Further complicating this area of research are issues such as the baseline rate of mammography adherence among women older than 40 or 50 years before genetic testing. More specifically, the ability to note a significant difference in adherence on this measure may be affected by the high adherence rate to this screening behavior before genetic testing by women undergoing such testing. It may be easier to find significant changes in mammography use among women with a family history of breast cancer who test positive.

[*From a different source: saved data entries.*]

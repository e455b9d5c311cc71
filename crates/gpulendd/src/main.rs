//! gpulendd - GPULend node daemon
//!
//! Runs one GPULend node: answers the peer protocol on `/v1/envelope`,
//! advertises local capability to known peers, executes accepted jobs in
//! sandboxes, and serves the local control API used by the `gpulend` CLI.

mod api;

use std::path::PathBuf;
use std::sync::Arc;

use anyhow::{Context, Result};
use clap::Parser;
use gpulend_core::fakes::FakeBackend;
use gpulend_core::{
    CapabilityProbe, HttpTransport, Ledger, MemoryLedger, Node, NodeConfig, NodeParts,
    NvidiaSmiProbe, PeerIdentity, PodmanBackend, SandboxBackend, StaticProbe, SurrealLedger,
};
use tracing::Level;

#[derive(Parser, Debug)]
#[command(name = "gpulendd")]
#[command(author = "GPULend")]
#[command(version = env!("CARGO_PKG_VERSION"))]
#[command(about = "GPULend node daemon", long_about = None)]
struct Cli {
    /// Node configuration file (JSON). Flags override its values.
    #[arg(short, long, env = "GPULEND_CONFIG")]
    config: Option<PathBuf>,

    /// Socket address to bind
    #[arg(long, env = "GPULEND_LISTEN")]
    listen: Option<String>,

    /// Address other peers use to reach this node
    #[arg(long, env = "GPULEND_ADVERTISE")]
    advertise: Option<String>,

    /// Bootstrap peer address (repeat or comma-separate)
    #[arg(long, env = "GPULEND_BOOTSTRAP", value_delimiter = ',')]
    bootstrap: Vec<String>,

    /// Identity seed file written by `gpulend keygen`
    #[arg(long, env = "GPULEND_KEY_FILE")]
    key_file: Option<PathBuf>,

    /// On-disk ledger directory (in-memory when unset)
    #[arg(long, env = "GPULEND_LEDGER")]
    ledger: Option<PathBuf>,

    /// Execute jobs in an in-process fake sandbox instead of podman
    #[arg(long, env = "GPULEND_FAKE_SANDBOX")]
    fake_sandbox: bool,

    /// Enable verbose output
    #[arg(short, long)]
    verbose: bool,

    /// Emit JSON-formatted log lines
    #[arg(long)]
    json: bool,
}

#[tokio::main]
async fn main() -> Result<()> {
    let cli = Cli::parse();

    let level = if cli.verbose {
        Level::DEBUG
    } else {
        Level::INFO
    };
    gpulend_core::init_tracing(cli.json, level)?;

    let config = load_config(&cli)?;
    let parts = build_parts(&config, cli.fake_sandbox).await?;
    let listen = config.listen.clone();

    let node = Arc::new(
        Node::start(config, parts)
            .await
            .context("Failed to start node")?,
    );
    let recovery = node.recovery();
    if recovery.sandboxes_removed > 0 || recovery.executions_closed > 0 {
        tracing::warn!(
            sandboxes_removed = recovery.sandboxes_removed,
            executions_closed = recovery.executions_closed,
            "cleaned up after previous run"
        );
    }

    let listener = tokio::net::TcpListener::bind(&listen)
        .await
        .with_context(|| format!("Failed to bind {listen}"))?;
    tracing::info!(listen = %listen, version = gpulend_core::VERSION, "gpulendd listening");

    axum::serve(listener, api::router(Arc::clone(&node)))
        .with_graceful_shutdown(shutdown_signal())
        .await
        .context("HTTP server failed")?;

    node.shutdown().await;
    Ok(())
}

/// Config file (or defaults) with flag and env overrides applied.
fn load_config(cli: &Cli) -> Result<NodeConfig> {
    let mut config = match &cli.config {
        Some(path) => NodeConfig::from_file(path)?,
        None => NodeConfig::default(),
    };
    if let Some(listen) = &cli.listen {
        config.listen = listen.clone();
    }
    match &cli.advertise {
        Some(advertise) => config.advertise = advertise.clone(),
        // Keep the advertised port in step with an overridden listen address.
        None if cli.listen.is_some() && cli.config.is_none() => {
            config.advertise = format!("http://{}", config.listen);
        }
        None => {}
    }
    if !cli.bootstrap.is_empty() {
        config.bootstrap = cli.bootstrap.clone();
    }
    if cli.key_file.is_some() {
        config.key_file = cli.key_file.clone();
    }
    if cli.ledger.is_some() {
        config.ledger.path = cli.ledger.clone();
    }
    config.validate()?;
    Ok(config)
}

async fn build_parts(config: &NodeConfig, fake_sandbox: bool) -> Result<NodeParts> {
    let identity = PeerIdentity::load_or_generate(config.key_file.as_deref())
        .context("Failed to load node identity")?;

    let transport = Arc::new(
        HttpTransport::new(config.transport_timeout()).context("Failed to build HTTP client")?,
    );

    let backend: Arc<dyn SandboxBackend> = if fake_sandbox {
        tracing::warn!("using the fake sandbox; jobs are not actually executed");
        let root = config
            .supervisor
            .workdir
            .clone()
            .unwrap_or_else(std::env::temp_dir)
            .join("gpulend-fake");
        Arc::new(FakeBackend::default().with_workspaces(root))
    } else {
        Arc::new(PodmanBackend::new(config.supervisor.workdir.clone()))
    };

    let probe: Arc<dyn CapabilityProbe> = match &config.probe.fixed {
        Some(fixed) => Arc::new(StaticProbe::from_config(fixed)),
        None => Arc::new(NvidiaSmiProbe),
    };

    let ledger: Arc<dyn Ledger> = match &config.ledger.path {
        Some(path) => Arc::new(
            SurrealLedger::open(path)
                .await
                .with_context(|| format!("Failed to open ledger at {}", path.display()))?,
        ),
        None => Arc::new(MemoryLedger::new()),
    };

    Ok(NodeParts {
        identity,
        transport,
        backend,
        probe,
        ledger,
    })
}

async fn shutdown_signal() {
    let ctrl_c = async {
        if let Err(e) = tokio::signal::ctrl_c().await {
            tracing::error!(error = %e, "failed to listen for Ctrl-C");
            std::future::pending::<()>().await;
        }
    };
    #[cfg(unix)]
    let terminate = async {
        match tokio::signal::unix::signal(tokio::signal::unix::SignalKind::terminate()) {
            Ok(mut sigterm) => {
                sigterm.recv().await;
            }
            Err(e) => {
                tracing::error!(error = %e, "failed to install SIGTERM handler");
                std::future::pending::<()>().await;
            }
        }
    };
    #[cfg(not(unix))]
    let terminate = std::future::pending::<()>();
    tokio::select! {
        _ = ctrl_c => tracing::info!("received SIGINT, shutting down"),
        _ = terminate => tracing::info!("received SIGTERM, shutting down"),
    }
}

#[cfg(test)]
mod tests {
    use super::*;

    fn parse(args: &[&str]) -> Cli {
        Cli::try_parse_from(std::iter::once("gpulendd").chain(args.iter().copied())).unwrap()
    }

    #[test]
    fn listen_override_moves_advertised_address() {
        let config = load_config(&parse(&["--listen", "0.0.0.0:9000"])).unwrap();
        assert_eq!(config.listen, "0.0.0.0:9000");
        assert_eq!(config.advertise, "http://0.0.0.0:9000");
    }

    #[test]
    fn explicit_advertise_wins() {
        let config = load_config(&parse(&[
            "--listen",
            "0.0.0.0:9000",
            "--advertise",
            "http://10.0.0.7:9000",
            "--bootstrap",
            "http://10.0.0.1:7070,http://10.0.0.2:7070",
        ]))
        .unwrap();
        assert_eq!(config.advertise, "http://10.0.0.7:9000");
        assert_eq!(config.bootstrap.len(), 2);
    }

    #[test]
    fn file_values_survive_without_flags() {
        let dir = tempfile::tempdir().unwrap();
        let path = dir.path().join("node.json");
        std::fs::write(
            &path,
            r#"{"listen":"127.0.0.1:7171","advertise":"http://node-a:7171","dispatch":{"offer_timeout_ms":800}}"#,
        )
        .unwrap();
        let config = load_config(&parse(&["--config", path.to_str().unwrap()])).unwrap();
        assert_eq!(config.advertise, "http://node-a:7171");
        assert_eq!(config.dispatch.offer_timeout_ms, 800);
    }

    #[test]
    fn invalid_config_is_refused() {
        let dir = tempfile::tempdir().unwrap();
        let path = dir.path().join("node.json");
        std::fs::write(&path, r#"{"transport_timeout_ms":0}"#).unwrap();
        assert!(load_config(&parse(&["--config", path.to_str().unwrap()])).is_err());
    }
}
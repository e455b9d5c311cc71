//! SurrealDB schema initialization
//!
//! Safe to call on every connection (DEFINE statements are idempotent).

use surrealdb::engine::any::Any;
use surrealdb::Surreal;
use tracing::{debug, info};

use crate::error::LedgerResult;

/// Initialize all GPULend ledger tables.
pub async fn init_schema(db: &Surreal<Any>) -> LedgerResult<()> {
    info!("Initializing GPULend ledger schema");
    init_entries_table(db).await?;
    init_executions_table(db).await?;
    Ok(())
}

/// Initialize `ledger_entries`
///
/// Schema:
/// ```text
/// TABLE ledger_entries {
///   job_id:       STRING (unique)
///   requester:    STRING
///   executor:     STRING (indexed)
///   outcome:      STRING (succeeded | failed | timed_out | declined | peer_lost | cancelled)
///   error_class:  STRING?
///   reason:       STRING?
///   output_ref:   STRING?
///   peak_vram_mb, peak_memory_mb, cpu_time_ms, duration_ms: INT
///   recorded_at:  DATETIME (indexed)
/// }
/// ```
///
/// Rows are never updated or deleted.
async fn init_entries_table(db: &Surreal<Any>) -> LedgerResult<()> {
    debug!("Initializing ledger_entries table");

    let sql = r#"
        DEFINE TABLE ledger_entries AS
            SCHEMALESS
            PERMISSIONS
                FOR create FULL
                FOR read FULL
                FOR update NONE
                FOR delete NONE;

        DEFINE INDEX idx_entry_job_id ON TABLE ledger_entries COLUMNS job_id UNIQUE;
        DEFINE INDEX idx_entry_executor ON TABLE ledger_entries COLUMNS executor;
        DEFINE INDEX idx_entry_recorded_at ON TABLE ledger_entries COLUMNS recorded_at;
    "#;

    db.query(sql).await?;
    Ok(())
}

/// Initialize `executions`
///
/// One row per accepted job on this node; `outcome`/`closed_at` are set once.
async fn init_executions_table(db: &Surreal<Any>) -> LedgerResult<()> {
    debug!("Initializing executions table");

    let sql = r#"
        DEFINE TABLE executions AS
            SCHEMALESS
            PERMISSIONS
                FOR create FULL
                FOR read FULL
                FOR update FULL
                FOR delete NONE;

        DEFINE INDEX idx_execution_job_id ON TABLE executions COLUMNS job_id UNIQUE;
    "#;

    db.query(sql).await?;
    Ok(())
}
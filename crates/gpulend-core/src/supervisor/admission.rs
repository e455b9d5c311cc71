//! Executor-side admission control. One table, guarded by the supervisor's
//! mutex, is the only authority that accepts concurrent offers.

use std::collections::HashMap;

use gpulend_ledger::{JobId, PeerId};

use crate::domain::{Capability, ResourceRequirement};

#[derive(Debug, Clone, PartialEq, Eq)]
pub struct Reservation {
    pub job_id: JobId,
    pub requester: PeerId,
    pub vram_mb: u64,
    pub compute_units: u32,
    pub cpu_cores: u32,
    pub memory_mb: u64,
}

#[derive(Debug, Default)]
pub struct Admission {
    reservations: HashMap<JobId, Reservation>,
}

impl Admission {
    pub fn get(&self, job_id: &JobId) -> Option<&Reservation> {
        self.reservations.get(job_id)
    }

    pub fn active(&self) -> u32 {
        self.reservations.len() as u32
    }

    fn reserved(&self) -> (u64, u32, u32, u64) {
        self.reservations.values().fold((0, 0, 0, 0), |acc, r| {
            (
                acc.0 + r.vram_mb,
                acc.1 + r.compute_units,
                acc.2 + r.cpu_cores,
                acc.3 + r.memory_mb,
            )
        })
    }

    /// Reserve `req` against `available` minus what is already reserved.
    /// On refusal the reason is suitable for a decline message.
    pub fn try_reserve(
        &mut self,
        job_id: &JobId,
        requester: &PeerId,
        req: &ResourceRequirement,
        available: &Capability,
    ) -> Result<(), String> {
        if !available.sandbox_available {
            return Err("sandbox runtime unavailable".into());
        }
        if self.active() >= available.max_concurrent_jobs {
            return Err(format!(
                "no free job slot ({}/{} in use)",
                self.active(),
                available.max_concurrent_jobs
            ));
        }
        let (vram, cu, cpu, mem) = self.reserved();
        let free_vram = available.vram_free_mb.saturating_sub(vram);
        if free_vram < req.min_vram_mb {
            return Err(format!(
                "insufficient vram: need {} MB, {} MB free",
                req.min_vram_mb, free_vram
            ));
        }
        let free_cu = available.compute_units.saturating_sub(cu);
        if free_cu < req.min_compute_units {
            return Err(format!(
                "insufficient compute units: need {}, {} free",
                req.min_compute_units, free_cu
            ));
        }
        if let Some(cores) = req.cpu_cores {
            let free = available.cpu_cores.saturating_sub(cpu);
            if free < cores {
                return Err(format!("insufficient cpu: need {cores} cores, {free} free"));
            }
        }
        if let Some(mb) = req.memory_mb {
            let free = available.memory_free_mb.saturating_sub(mem);
            if free < mb {
                return Err(format!("insufficient memory: need {mb} MB, {free} MB free"));
            }
        }
        self.reservations.insert(
            job_id.clone(),
            Reservation {
                job_id: job_id.clone(),
                requester: requester.clone(),
                vram_mb: req.min_vram_mb,
                compute_units: req.min_compute_units,
                cpu_cores: req.cpu_cores.unwrap_or(0),
                memory_mb: req.memory_mb.unwrap_or(0),
            },
        );
        Ok(())
    }

    pub fn release(&mut self, job_id: &JobId) -> Option<Reservation> {
        self.reservations.remove(job_id)
    }
}

#[cfg(test)]
mod tests {
    use super::*;
    use chrono::Utc;

    fn cap(vram_free: u64, slots: u32) -> Capability {
        Capability {
            gpu_model: "gpu".into(),
            vram_total_mb: 24_000,
            vram_free_mb: vram_free,
            compute_units: 100,
            cpu_cores: 8,
            memory_total_mb: 32_000,
            memory_free_mb: 16_000,
            sandbox_available: true,
            max_concurrent_jobs: slots,
            active_jobs: 0,
            reported_at: Utc::now(),
        }
    }

    #[test]
    fn second_reservation_sees_first() {
        let mut adm = Admission::default();
        let req = ResourceRequirement::vram(6_000).with_compute(60);
        let p = PeerId::from("req");
        let avail = cap(10_000, 4);
        adm.try_reserve(&JobId::from("j1"), &p, &req, &avail).unwrap();
        let err = adm
            .try_reserve(&JobId::from("j2"), &p, &req, &avail)
            .unwrap_err();
        assert!(err.contains("vram"));

        adm.release(&JobId::from("j1"));
        adm.try_reserve(&JobId::from("j2"), &p, &req, &avail).unwrap();
    }

    #[test]
    fn slot_and_sandbox_checks() {
        let mut adm = Admission::default();
        let p = PeerId::from("req");
        let req = ResourceRequirement::vram(1);
        adm.try_reserve(&JobId::from("j1"), &p, &req, &cap(10_000, 1)).unwrap();
        assert!(adm
            .try_reserve(&JobId::from("j2"), &p, &req, &cap(10_000, 1))
            .unwrap_err()
            .contains("slot"));

        let mut no_sandbox = cap(10_000, 4);
        no_sandbox.sandbox_available = false;
        assert!(Admission::default()
            .try_reserve(&JobId::from("j3"), &p, &req, &no_sandbox)
            .is_err());
    }

    #[test]
    fn compute_units_are_reserved() {
        let mut adm = Admission::default();
        let p = PeerId::from("req");
        let req = ResourceRequirement::vram(0).with_compute(60);
        adm.try_reserve(&JobId::from("j1"), &p, &req, &cap(10_000, 4)).unwrap();
        assert!(adm
            .try_reserve(&JobId::from("j2"), &p, &req, &cap(10_000, 4))
            .unwrap_err()
            .contains("compute"));
        assert_eq!(adm.active(), 1);
    }
}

Finally, adherence over time will likely be affected by how women undergoing genetic testing and their caregivers perceive the efficacy of many of the screening options in question, such as mammography for younger women, BSE, and ovarian cancer screening (periodic vaginal ultrasound and serum CA-125 measurements), along with the value of preventive interventions.
The issue of screening decision-making and adherence among women undergoing genetic testing for breast and ovarian cancer is the subject of several ongoing trials, and an area of much needed ongoing study.